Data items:
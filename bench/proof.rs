use criterion::{black_box, criterion_group, criterion_main, Criterion};
use merkle_sum_tree::{verify_proof, CompressedProof, Leaf, MerkleSumTree, Size};
use sha2::Sha256;

pub fn generate_random_leaves(count: usize) -> Vec<Leaf<32, Sha256>> {
    let mut start: Size = 0;
    (0..count)
        .map(|_| {
            let end = start + 1 + rand::random::<u16>() as Size;
            let payload = if rand::random::<bool>() {
                Some((0..32).map(|_| rand::random()).collect())
            } else {
                None
            };
            let leaf = Leaf::new(start..end, payload).unwrap();
            start = end;
            leaf
        })
        .collect()
}

fn bench_proof_extraction(c: &mut Criterion) {
    let mut group = c.benchmark_group("MST Proof Extraction");

    // Setup a tree with 1000 leaves
    let leaves = generate_random_leaves(1_000);
    let tree = MerkleSumTree::from_leaves(&leaves).unwrap();

    group.bench_function("All leaves", |b| {
        b.iter(|| {
            for index in 0..tree.leaf_count() {
                black_box(tree.merkle_proof(index)).unwrap();
            }
        })
    });

    group.finish();
}

fn bench_proof_verification(c: &mut Criterion) {
    let mut group = c.benchmark_group("MST Proof Verification");

    let leaves = generate_random_leaves(1_000);
    let tree = MerkleSumTree::from_leaves(&leaves).unwrap();
    let proofs = (0..tree.leaf_count())
        .map(|index| tree.merkle_proof(index).unwrap())
        .collect::<Vec<_>>();
    let claims = leaves.iter().map(Leaf::bucket).collect::<Vec<_>>();

    group.bench_function("Verify", |b| {
        b.iter(|| {
            for ((leaf, claim), proof) in leaves.iter().zip(&claims).zip(&proofs) {
                black_box(verify_proof(tree.root(), claim, leaf.range(), proof));
            }
        })
    });

    group.finish();
}

fn bench_proof_encoding(c: &mut Criterion) {
    let mut group = c.benchmark_group("MST Proof Encoding");

    let leaves = generate_random_leaves(1_000);
    let tree = MerkleSumTree::from_leaves(&leaves).unwrap();
    let proof = tree.merkle_proof(leaves.len() / 2).unwrap();
    let encoded = proof.compress().encode().unwrap();

    group.bench_function("Compress and encode", |b| {
        b.iter(|| black_box(proof.compress().encode()).unwrap())
    });

    group.bench_function("Decode and decompress", |b| {
        b.iter(|| {
            black_box(CompressedProof::<32, Sha256>::decode(&encoded))
                .unwrap()
                .decompress()
                .unwrap()
        })
    });

    group.finish();
}

criterion_group!(
    benches,
    bench_proof_extraction,
    bench_proof_verification,
    bench_proof_encoding
);
criterion_main!(benches);
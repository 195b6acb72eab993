//! Example of implementing a custom hasher for the Merkle Sum Tree
//!
//! This example demonstrates:
//! - Creating a custom hasher implementation
//! - Using it with the tree
//! - Basic tree operations with the custom hasher

use merkle_sum_tree::{Hasher, Leaf, MerkleSumTree, TreeError};
use sha2::{Digest, Sha256};

// Custom hasher that uses SHA256 but adds a prefix to the input
#[derive(Clone)]
struct PrefixedSha256;

impl Hasher<32> for PrefixedSha256 {
    fn hash(data: &[u8]) -> [u8; 32] {
        let mut hasher = Sha256::new();
        // Add a custom prefix to the input
        hasher.update(b"custom_prefix:");
        hasher.update(data);
        hasher.finalize().into()
    }
}

fn main() -> Result<(), TreeError> {
    env_logger::init();

    // Build a tree with our custom hasher
    let leaves = vec![
        Leaf::<32, PrefixedSha256>::new(0..100, Some(vec![1, 2, 3]))?,
        Leaf::empty(100..250)?,
    ];
    let tree = MerkleSumTree::from_leaves(&leaves)?;
    println!("Root with custom hasher: {}", tree.root());
    println!(
        "Leaf 0 verifies: {}",
        leaves[0].verify(tree.root(), &tree.merkle_proof(0)?)
    );

    // Compare with standard SHA256
    let standard_leaves = vec![
        Leaf::<32, Sha256>::new(0..100, Some(vec![1, 2, 3]))?,
        Leaf::empty(100..250)?,
    ];
    let standard_tree = MerkleSumTree::from_leaves(&standard_leaves)?;
    println!("Root with standard SHA256: {}", standard_tree.root());

    // Note that the commitments are different due to our custom prefix
    println!("\nThe commitments are different because our custom hasher adds a prefix to the input.");
    Ok(())
}
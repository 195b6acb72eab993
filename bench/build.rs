use criterion::{black_box, criterion_group, criterion_main, BenchmarkId, Criterion};
use merkle_sum_tree::{Leaf, MerkleSumTree, Size};
use sha2::Sha256;

pub fn generate_random_leaves(count: usize) -> Vec<Leaf<32, Sha256>> {
    let mut start: Size = 0;
    (0..count)
        .map(|_| {
            let end = start + 1 + rand::random::<u16>() as Size;
            let payload = if rand::random::<bool>() {
                Some((0..32).map(|_| rand::random()).collect())
            } else {
                None
            };
            let leaf = Leaf::new(start..end, payload).unwrap();
            start = end;
            leaf
        })
        .collect()
}

fn bench_build(c: &mut Criterion) {
    let mut group = c.benchmark_group("MST Build");

    for count in [100, 1_000, 10_000] {
        let leaves = generate_random_leaves(count);
        group.bench_with_input(BenchmarkId::from_parameter(count), &leaves, |b, leaves| {
            b.iter(|| black_box(MerkleSumTree::from_leaves(leaves)).unwrap())
        });
    }

    group.finish();
}

criterion_group!(benches, bench_build);
criterion_main!(benches);
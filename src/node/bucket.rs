use std::fmt::{Debug, Display};
use std::marker::PhantomData;

use super::{encode_size, Commitment, Hasher, Size, SIZE_BYTES};
use crate::TreeError;

/// A bucket is the value of a tree node: the weight of the range it covers
/// and the commitment to its content.
///
/// Leaf buckets commit to their payload, buckets produced by [`Bucket::merge`]
/// commit to both of their children.
pub struct Bucket<const HASH_SIZE: usize, H: Hasher<HASH_SIZE> + Clone> {
    size: Size,
    commitment: Commitment<HASH_SIZE>,
    _phantom: PhantomData<H>,
}

impl<const HASH_SIZE: usize, H: Hasher<HASH_SIZE> + Clone> Bucket<HASH_SIZE, H> {
    /// Creates a bucket from an already computed commitment. No hashing is done here.
    pub fn new(size: Size, commitment: Commitment<HASH_SIZE>) -> Self {
        Self {
            size,
            commitment,
            _phantom: PhantomData,
        }
    }

    /// Creates a leaf bucket. A missing or zero length payload gives the
    /// empty commitment, anything else is hashed.
    pub fn leaf(size: Size, payload: Option<&[u8]>) -> Self {
        let commitment = match payload {
            Some(payload) if !payload.is_empty() => Commitment::Leaf(H::hash(payload)),
            _ => Commitment::empty(),
        };
        Self::new(size, commitment)
    }

    /// Creates a leaf bucket for a range that holds nothing.
    pub fn empty(size: Size) -> Self {
        Self::new(size, Commitment::empty())
    }

    /// Merges two adjacent buckets, `left` preceding `right`. This function
    /// performs two hashes and an addition.
    pub fn merge(left: &Self, right: &Self) -> Result<Self, TreeError> {
        let size = left
            .size
            .checked_add(right.size)
            .ok_or(TreeError::SizeOverflow)?;
        let commitment = Commitment::Branch(left.digest()?, right.digest()?);
        Ok(Self::new(size, commitment))
    }

    /// Hashes the encoded size followed by the commitment. This is what a
    /// parent stores for each of its children.
    pub fn digest(&self) -> Result<[u8; HASH_SIZE], TreeError> {
        let mut data = Vec::with_capacity(SIZE_BYTES + self.commitment.len());
        data.extend_from_slice(&encode_size(self.size)?);
        self.commitment.write_to(&mut data);
        Ok(H::hash(&data))
    }

    pub fn size(&self) -> Size {
        self.size
    }

    /// Returns the commitment of the bucket. NO HASHING IS DONE HERE.
    pub fn commitment(&self) -> &Commitment<HASH_SIZE> {
        &self.commitment
    }

    /// Returns true if the bucket commits to an empty range.
    pub fn is_empty(&self) -> bool {
        self.commitment.is_empty()
    }
}

impl<const HASH_SIZE: usize, H: Hasher<HASH_SIZE> + Clone> Clone for Bucket<HASH_SIZE, H> {
    fn clone(&self) -> Self {
        Self::new(self.size, self.commitment)
    }
}

impl<const HASH_SIZE: usize, H: Hasher<HASH_SIZE> + Clone> PartialEq for Bucket<HASH_SIZE, H> {
    fn eq(&self, other: &Self) -> bool {
        self.size == other.size && self.commitment == other.commitment
    }
}

impl<const HASH_SIZE: usize, H: Hasher<HASH_SIZE> + Clone> Eq for Bucket<HASH_SIZE, H> {}

impl<const HASH_SIZE: usize, H: Hasher<HASH_SIZE> + Clone> Debug for Bucket<HASH_SIZE, H> {
    fn fmt(&self, f: &mut std::fmt::Formatter<'_>) -> std::fmt::Result {
        f.debug_struct("Bucket")
            .field("size", &self.size)
            .field("commitment", &self.commitment)
            .finish()
    }
}

impl<const HASH_SIZE: usize, H: Hasher<HASH_SIZE> + Clone> Display for Bucket<HASH_SIZE, H> {
    fn fmt(&self, f: &mut std::fmt::Formatter<'_>) -> std::fmt::Result {
        write!(
            f,
            "Bucket {{ size: {}, commitment: {} }}",
            self.size, self.commitment
        )
    }
}

#[cfg(test)]
mod test {
    use super::Bucket;
    use crate::node::{Commitment, Hasher};
    use crate::TreeError;
    use hex_literal::hex;
    use sha2::Sha256;

    #[test]
    fn test_leaf_bucket_hash() {
        let bucket = Bucket::<32, Sha256>::leaf(6, Some(b"tx1".as_slice()));
        assert_eq!(bucket.size(), 6);
        assert_eq!(
            bucket.commitment(),
            &Commitment::Leaf(hex!(
                "709b55bd3da0f5a838125bd0ee20c5bfdd7caba173912d4281cae816b79a201b"
            ))
        );
        assert!(!bucket.is_empty());
    }

    #[test]
    fn test_empty_payload_is_empty_leaf() {
        assert!(Bucket::<32, Sha256>::leaf(4, None).is_empty());
        assert!(Bucket::<32, Sha256>::leaf(4, Some(&[][..])).is_empty());
        assert_eq!(
            Bucket::<32, Sha256>::leaf(4, None),
            Bucket::<32, Sha256>::empty(4)
        );
    }

    #[test]
    fn test_merge() {
        let left = Bucket::<32, Sha256>::leaf(4, Some(b"a".as_slice()));
        let right = Bucket::<32, Sha256>::leaf(6, Some(b"b".as_slice()));
        let merged = Bucket::merge(&left, &right).unwrap();
        assert_eq!(merged.size(), 10);
        assert_eq!(
            merged.commitment().to_vec(),
            hex!("e01672d449ed03541b863b10163f94c893542b5d199ec9591eb17adf140ed6baaf2c1222968908d9241aeaa1d1ee37b1978077b0ad90f5569ab49d76768a521a").to_vec()
        );
    }

    #[test]
    fn test_merge_is_not_commutative() {
        let left = Bucket::<32, Sha256>::leaf(4, Some(b"a".as_slice()));
        let right = Bucket::<32, Sha256>::leaf(6, Some(b"b".as_slice()));
        assert_ne!(
            Bucket::merge(&left, &right).unwrap(),
            Bucket::merge(&right, &left).unwrap()
        );
    }

    #[test]
    fn test_digest_covers_size() {
        let bucket = Bucket::<32, Sha256>::empty(4);
        let mut data = vec![0, 0, 0, 0, 0, 0, 0, 4];
        data.extend_from_slice(&[0; 32]);
        assert_eq!(bucket.digest().unwrap(), <Sha256 as Hasher<32>>::hash(&data));
        assert_ne!(
            bucket.digest().unwrap(),
            Bucket::<32, Sha256>::empty(5).digest().unwrap()
        );
    }

    #[test]
    fn test_merge_rejects_unencodable_child() {
        let huge = Bucket::<32, Sha256>::empty(1 << 64);
        let small = Bucket::<32, Sha256>::empty(1);
        assert_eq!(
            Bucket::merge(&huge, &small).unwrap_err(),
            TreeError::SizeNotEncodable(1 << 64)
        );
    }

    #[test]
    fn test_bucket_display() {
        let bucket = Bucket::<32, Sha256>::empty(4);
        assert_eq!(
            format!("{}", bucket),
            "Bucket { size: 4, commitment: 0000000000000000000000000000000000000000000000000000000000000000 }"
        );
    }
}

YOUR GOAL —
Word for word, restate the lines above from the line containing "Self::new(size, Commitment::empty())" through the line containing "impl<const HASH_SIZE: usize, H: Hasher<HASH_SIZE> + Clone> Debug", with both included and nothing else.

SOLUTION TO THIS EXERCISE —
        Self::new(size, Commitment::empty())
    }

    /// Merges two adjacent buckets, `left` preceding `right`. This function
    /// performs two hashes and an addition.
    pub fn merge(left: &Self, right: &Self) -> Result<Self, TreeError> {
        let size = left
            .size
            .checked_add(right.size)
            .ok_or(TreeError::SizeOverflow)?;
        let commitment = Commitment::Branch(left.digest()?, right.digest()?);
        Ok(Self::new(size, commitment))
    }

    /// Hashes the encoded size followed by the commitment. This is what a
    /// parent stores for each of its children.
    pub fn digest(&self) -> Result<[u8; HASH_SIZE], TreeError> {
        let mut data = Vec::with_capacity(SIZE_BYTES + self.commitment.len());
        data.extend_from_slice(&encode_size(self.size)?);
        self.commitment.write_to(&mut data);
        Ok(H::hash(&data))
    }

    pub fn size(&self) -> Size {
        self.size
    }

    /// Returns the commitment of the bucket. NO HASHING IS DONE HERE.
    pub fn commitment(&self) -> &Commitment<HASH_SIZE> {
        &self.commitment
    }

    /// Returns true if the bucket commits to an empty range.
    pub fn is_empty(&self) -> bool {
        self.commitment.is_empty()
    }
}

impl<const HASH_SIZE: usize, H: Hasher<HASH_SIZE> + Clone> Clone for Bucket<HASH_SIZE, H> {
    fn clone(&self) -> Self {
        Self::new(self.size, self.commitment)
    }
}

impl<const HASH_SIZE: usize, H: Hasher<HASH_SIZE> + Clone> PartialEq for Bucket<HASH_SIZE, H> {
    fn eq(&self, other: &Self) -> bool {
        self.size == other.size && self.commitment == other.commitment
    }
}

impl<const HASH_SIZE: usize, H: Hasher<HASH_SIZE> + Clone> Eq for Bucket<HASH_SIZE, H> {}

impl<const HASH_SIZE: usize, H: Hasher<HASH_SIZE> + Clone> Debug for Bucket<HASH_SIZE, H> {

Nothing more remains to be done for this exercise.